Although mean efficacy of multivalent pneumococcus vaccines has been intensively studied, variance in vaccine efficacy (VE) has been overlooked. Different net individual protection across settings can be driven by environmental conditions, local serotype and clonal composition, as well as by socio-demographic and genetic host factors. Understanding efficacy variation has implications for population-level effectiveness and other eco-evolutionary feedbacks. Here I show that realized VE can vary across epidemiological settings, by applying a multi-site-one-model approach to data post-vaccination. I analyse serotype prevalence dynamics following PCV7, in asymptomatic carriage in children attending day care in Portugal, Norway, France, Greece, Hungary and Hong-Kong. Model fitting to each dataset provides site-specific estimates for vaccine efficacy against acquisition, and pneumococcal transmission parameters. According to this model, variable serotype replacement across sites can be explained through variable PCV7 efficacy, ranging from 40% in Norway to 10% in Hong-Kong. While the details of how this effect is achieved remain to be determined, here I report three factors negatively associated with the VE readout, including initial prevalence of serotype 19F, daily mean temperature, and the Gini index. The study warrants more attention on local modulators of vaccine performance and calls for predictive frameworks within and across populations.

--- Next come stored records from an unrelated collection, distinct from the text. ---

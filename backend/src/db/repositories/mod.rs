//! Repository implementations module.
//!
//! This module contains different implementations of the `Repository` trait:
//! - `sqlite`: embedded SQLite implementation (the production store)
//! - `local`: in-memory implementation for unit testing and local development
pub mod local;
#[cfg(feature = "sqlite-repo")]
pub mod sqlite;

pub use local::LocalRepository;
#[cfg(feature = "sqlite-repo")]
pub use sqlite::{SqliteConfig, SqliteRepository};
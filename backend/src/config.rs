//! Application configuration file support.
//!
//! Settings are read from a small TOML file; an absent or malformed file
//! yields the defaults so the application always starts.

use std::path::{Path, PathBuf};
use std::str::FromStr;

use serde::{Deserialize, Serialize};
use tracing::warn;

use crate::db::RepositoryType;

/// Application configuration.
#[derive(Debug, Clone, Serialize, Deserialize)]
pub struct AppConfig {
    #[serde(default)]
    pub app: AppSettings,
    #[serde(default)]
    pub repository: RepositorySettings,
    #[serde(default)]
    pub sqlite: SqliteSettings,
}

/// Display-facing settings.
#[derive(Debug, Clone, Serialize, Deserialize)]
pub struct AppSettings {
    #[serde(default = "default_app_name")]
    pub name: String,
    #[serde(default = "default_app_version")]
    pub version: String,
    #[serde(default = "default_theme")]
    pub theme: String,
}

/// Repository backend settings.
#[derive(Debug, Clone, Serialize, Deserialize)]
pub struct RepositorySettings {
    #[serde(rename = "type", default = "default_backend")]
    pub backend: String,
}

/// SQLite database settings.
#[derive(Debug, Clone, Serialize, Deserialize)]
pub struct SqliteSettings {
    #[serde(default = "default_db_path")]
    pub path: PathBuf,
    #[serde(default = "default_busy_timeout_ms")]
    pub busy_timeout_ms: u64,
}

fn default_app_name() -> String {
    "Gimnasio Pro".to_string()
}

fn default_app_version() -> String {
    env!("CARGO_PKG_VERSION").to_string()
}

fn default_theme() -> String {
    "dark".to_string()
}

fn default_backend() -> String {
    "sqlite".to_string()
}

fn default_db_path() -> PathBuf {
    PathBuf::from("data/gimnasio.db")
}

fn default_busy_timeout_ms() -> u64 {
    5_000
}

impl Default for AppSettings {
    fn default() -> Self {
        Self {
            name: default_app_name(),
            version: default_app_version(),
            theme: default_theme(),
        }
    }
}

impl Default for RepositorySettings {
    fn default() -> Self {
        Self {
            backend: default_backend(),
        }
    }
}

impl Default for SqliteSettings {
    fn default() -> Self {
        Self {
            path: default_db_path(),
            busy_timeout_ms: default_busy_timeout_ms(),
        }
    }
}

impl Default for AppConfig {
    fn default() -> Self {
        Self {
            app: AppSettings::default(),
            repository: RepositorySettings::default(),
            sqlite: SqliteSettings::default(),
        }
    }
}

impl AppConfig {
    /// Load configuration from a TOML file.
    ///
    /// An absent or malformed file is not an error: the defaults are
    /// returned and a warning is logged.
    pub fn load(path: impl AsRef<Path>) -> Self {
        let path = path.as_ref();
        let contents = match std::fs::read_to_string(path) {
            Ok(contents) => contents,
            Err(_) => {
                warn!(path = %path.display(), "config file not found, using defaults");
                return Self::default();
            }
        };
        match toml::from_str(&contents) {
            Ok(config) => config,
            Err(e) => {
                warn!(path = %path.display(), error = %e, "malformed config, using defaults");
                Self::default()
            }
        }
    }

    /// The configured backend, falling back to SQLite on an unknown value.
    pub fn repository_type(&self) -> RepositoryType {
        RepositoryType::from_str(&self.repository.backend).unwrap_or(RepositoryType::Sqlite)
    }

    /// SQLite backend configuration derived from the settings file.
    #[cfg(feature = "sqlite-repo")]
    pub fn sqlite_config(&self) -> crate::db::SqliteConfig {
        let mut config = crate::db::SqliteConfig::new(self.sqlite.path.clone());
        config.busy_timeout_ms = self.sqlite.busy_timeout_ms;
        config
    }
}
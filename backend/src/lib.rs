//! # Gympro Backend
//!
//! Persistence and business-logic core for a small gym management desktop
//! application: routines, instructors and the clients that tie them
//! together, stored in a local SQLite database.
//!
//! The centerpiece is the entity registry: a closed set of entity
//! descriptors (ordered field names plus semantic types) that drives
//! generic single-table CRUD, schema-derived form fields and type-directed
//! value coercion, so no layer hard-codes per-entity column lists where
//! the schema already answers the question.
//!
//! ## Architecture
//!
//! The crate is organized into several logical modules:
//!
//! - [`models`]: entity records, the entity registry and schema introspection
//! - [`db`]: repository trait, error taxonomy, storage backends and factory
//! - [`services`]: business rules and the uniform CRUD entry point
//! - [`forms`]: schema-driven field synthesis, value coercion and view rows
//! - [`config`]: TOML application settings with defaults
//!
//! ## Concurrency
//!
//! Single-user, single-process by design. Repository calls are synchronous
//! and each acquires a storage connection scoped to that one call; the only
//! process-wide state is the immutable entity registry and the optional
//! global repository handle.

pub mod config;

pub mod db;
pub mod models;

pub mod services;

pub mod forms;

虽然多价肺炎球菌疫苗的平均疗效已得到深入研究,但疫苗疗效(VE)的差异却被忽视了。不同环境条件、当地血清型和克隆组成,以及社会人口和遗传宿主因素,都会导致不同的个体净保护效果。了解疗效的差异对于人群水平的效果和其他生态进化反馈都有影响。在这里,我通过在接种疫苗后应用多地点-一模型方法来分析数据,展示了在不同的流行病学环境中,实际 VE 可以有所不同。我分析了在葡萄牙、挪威、法国、希腊、匈牙利和中国香港,儿童日托中心无症状携带肺炎球菌的情况下,7 价肺炎球菌结合疫苗(PCV7)接种后血清型流行动态。对每个数据集的模型拟合提供了针对疫苗接种后获得和肺炎球菌传播参数的特定地点的疫苗疗效估计值。根据该模型,不同地点的血清型替换的变化可以通过 PCV7 疗效的变化来解释,其范围从挪威的 40%到中国香港的 10%。虽然这种效应如何实现的细节仍有待确定,但我报告了三个与 VE 读数呈负相关的因素,包括血清型 19F 的初始流行率、日平均温度和基尼指数。该研究值得更多关注疫苗性能的局部调节剂,并呼吁在人群内部和之间建立预测框架。